Внутри снаряда со шрапнелью располагался железный брусок с широким, плоским концом. После взрыва в воздухе он падал на землю, причем зачастую с большой высоты, представляя немалую опасность. Солдаты называли такие бруски подсвечниками, на которые они здорово смахивали.
Теперь красновато-коричневое одеяло, покрывавшее стол, озарилось небольшим кругом света. Титженс предстал в нем седовласым, дородным и румяным, а Макензи – смуглым, с выступающей вперед челюстью и мстительным блеском в глазах… молодой человек лет тридцати, одна кожа да кости.
– Если хотите, можете вместе с Колониальными войсками спуститься в убежище, – предложил посыльному Титженс.
Тот, видимо, туго соображая, ответил не сразу, сказав, что предпочитает дождаться товарища, Ноль-девять Моргана, или как его там.
– Им пришлось разрешить в моей канцелярии солдатские каски, – сказал Титженс Макензи, – но будь я проклят, если они не забирают их обратно на склад у тех ребят, которых откомандировывают ко мне. И будь дважды проклят, если в ответ на мою просьбу выделить каски для моей канцелярии не предложат обратиться в канадский главный штаб в Олдершоте, а не туда, так куда-нибудь еще, дабы положительно решить этот вопрос.

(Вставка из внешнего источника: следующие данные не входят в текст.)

//! Rule-based regime classifier with explicit hysteresis memory.
//!
//! `classify` is pure: the prior [`RegimeMemory`] goes in, the next one comes
//! back inside the [`RegimeDecision`]. Entering a regime is harder than staying
//! in it (separate entry/exit vol bands), and every non-emergency switch must
//! be confirmed by `confirm_bars` consecutive identical candidates.

use serde::{Deserialize, Serialize};

use crate::candle::Bar;
use crate::config::{CompressionConfig, FundingMode, RegimeConfig};
use crate::features::{FeatureEngine, FeatureSnapshot};

#[derive(Debug, Clone, Copy, PartialEq, Eq, PartialOrd, Ord, Hash, Serialize, Deserialize)]
#[serde(rename_all = "SCREAMING_SNAKE_CASE")]
pub enum Regime {
    RiskOff,
    Neutral,
    RiskOn,
}

impl Regime {
    pub const ALL: [Regime; 3] = [Regime::RiskOff, Regime::Neutral, Regime::RiskOn];

    pub fn as_str(self) -> &'static str {
        match self {
            Regime::RiskOff => "RISK_OFF",
            Regime::Neutral => "NEUTRAL",
            Regime::RiskOn => "RISK_ON",
        }
    }
}

impl std::fmt::Display for Regime {
    fn fmt(&self, f: &mut std::fmt::Formatter<'_>) -> std::fmt::Result {
        f.write_str(self.as_str())
    }
}

#[derive(Debug, Clone, Copy, PartialEq, Eq, Serialize, Deserialize)]
#[serde(rename_all = "snake_case")]
pub enum RegimeReason {
    FeaturesNotWarm,
    ExtremeVolOverride,
    /// Candidate equals the current regime.
    Sustained,
    /// Candidate differs but has not persisted long enough.
    PendingConfirmation,
    Confirmed,
}

/// Hysteresis memory threaded through successive `classify` calls.
#[derive(Debug, Clone, Copy, PartialEq, Eq, Serialize, Deserialize)]
pub struct RegimeMemory {
    pub regime: Regime,
    pub pending: Option<Regime>,
    pub pending_count: u32,
}

impl Default for RegimeMemory {
    fn default() -> Self {
        Self::settled(Regime::Neutral)
    }
}

impl RegimeMemory {
    pub fn settled(regime: Regime) -> Self {
        Self {
            regime,
            pending: None,
            pending_count: 0,
        }
    }
}

#[derive(Debug, Clone, PartialEq, Serialize)]
pub struct RegimeDecision {
    pub bar_index: u64,
    pub t: i64,
    pub regime: Regime,
    pub candidate: Regime,
    pub reason: RegimeReason,
    pub trend: i8,
    pub vol_pct: Option<f64>,
    pub funding: Option<f64>,
    pub memory: RegimeMemory,
}

fn funding_sign(funding: Option<f64>) -> i8 {
    match funding {
        Some(f) if f > 0.0 => 1,
        Some(f) if f < 0.0 => -1,
        _ => 0,
    }
}

/// Raw candidate for one bar given the regime currently held.
pub fn candidate_regime(
    prior: Regime,
    trend: i8,
    vol_pct: f64,
    funding: Option<f64>,
    cfg: &RegimeConfig,
) -> Regime {
    // Exit bands: staying is easier than entering.
    match prior {
        Regime::RiskOn if trend >= 0 && vol_pct <= cfg.risk_on_exit_vol_pct => {
            return Regime::RiskOn
        }
        Regime::RiskOff if vol_pct >= cfg.risk_off_exit_vol_pct || trend < 0 => {
            return Regime::RiskOff
        }
        _ => {}
    }

    let mut cand = if vol_pct >= cfg.risk_off_vol_pct_min || trend < 0 {
        Regime::RiskOff
    } else if trend > 0 && vol_pct <= cfg.risk_on_vol_pct_max {
        Regime::RiskOn
    } else {
        Regime::Neutral
    };

    if cfg.funding_mode == FundingMode::Sign {
        let sign = funding_sign(funding);
        if cand == Regime::RiskOn && sign > 0 {
            cand = Regime::Neutral;
        } else if cand == Regime::Neutral
            && sign < 0
            && trend > 0
            && vol_pct <= cfg.risk_on_exit_vol_pct
        {
            cand = Regime::RiskOn;
        }
    }
    cand
}

/// Classify one bar.
pub fn classify(
    features: &FeatureSnapshot,
    prior: &RegimeMemory,
    cfg: &RegimeConfig,
) -> RegimeDecision {
    let decision = |regime, candidate, reason, memory| RegimeDecision {
        bar_index: features.bar_index,
        t: features.t,
        regime,
        candidate,
        reason,
        trend: features.trend,
        vol_pct: features.vol_pct,
        funding: features.funding,
        memory,
    };

    let vol_pct = match features.vol_pct {
        Some(v) if features.warm => v,
        _ => {
            return decision(
                Regime::Neutral,
                Regime::Neutral,
                RegimeReason::FeaturesNotWarm,
                RegimeMemory::settled(Regime::Neutral),
            )
        }
    };

    if vol_pct >= cfg.extreme_vol_pct {
        return decision(
            Regime::RiskOff,
            Regime::RiskOff,
            RegimeReason::ExtremeVolOverride,
            RegimeMemory::settled(Regime::RiskOff),
        );
    }

    let cand = candidate_regime(prior.regime, features.trend, vol_pct, features.funding, cfg);
    if cand == prior.regime {
        return decision(
            prior.regime,
            cand,
            RegimeReason::Sustained,
            RegimeMemory::settled(prior.regime),
        );
    }

    let count = if prior.pending == Some(cand) {
        prior.pending_count + 1
    } else {
        1
    };
    if count >= cfg.confirm_bars {
        return decision(
            cand,
            cand,
            RegimeReason::Confirmed,
            RegimeMemory::settled(cand),
        );
    }
    decision(
        prior.regime,
        cand,
        RegimeReason::PendingConfirmation,
        RegimeMemory {
            regime: prior.regime,
            pending: Some(cand),
            pending_count: count,
        },
    )
}

/// Features and regime decision for every accepted bar. Faulted bars are
/// dropped, the same way the simulator skips them.
pub fn replay(
    bars: &[Bar],
    regime_cfg: &RegimeConfig,
    compression_cfg: &CompressionConfig,
) -> Vec<(FeatureSnapshot, RegimeDecision)> {
    let mut engine = FeatureEngine::new(regime_cfg, compression_cfg);
    let mut memory = RegimeMemory::default();
    let mut last_t = None;
    let mut out = Vec::with_capacity(bars.len());
    for bar in bars {
        if bar.fault(last_t).is_some() {
            continue;
        }
        last_t = Some(bar.t);
        let snap = engine.update(bar);
        let decision = classify(&snap, &memory, regime_cfg);
        memory = decision.memory;
        out.push((snap, decision));
    }
    out
}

– Да в наших штабах полно гуннов, которые на гуннов и работают, – с ненавистью в голосе произнес Макензи, – как бы мне хотелось в один прекрасный день до них добраться.
Титженс внимательным взглядом окинул молодого человека, на смуглом лице которого залегли столь любимые Рембрандтом тени, и сказал:
– Вы верите во всю эту чушь?
– Нет… – ответил Макензи. – Я сам не знаю, что делаю… И не знаю, что думать… Мир насквозь прогнил…
– Это точно, мир действительно прогнил, – подтвердил его мысль Титженс.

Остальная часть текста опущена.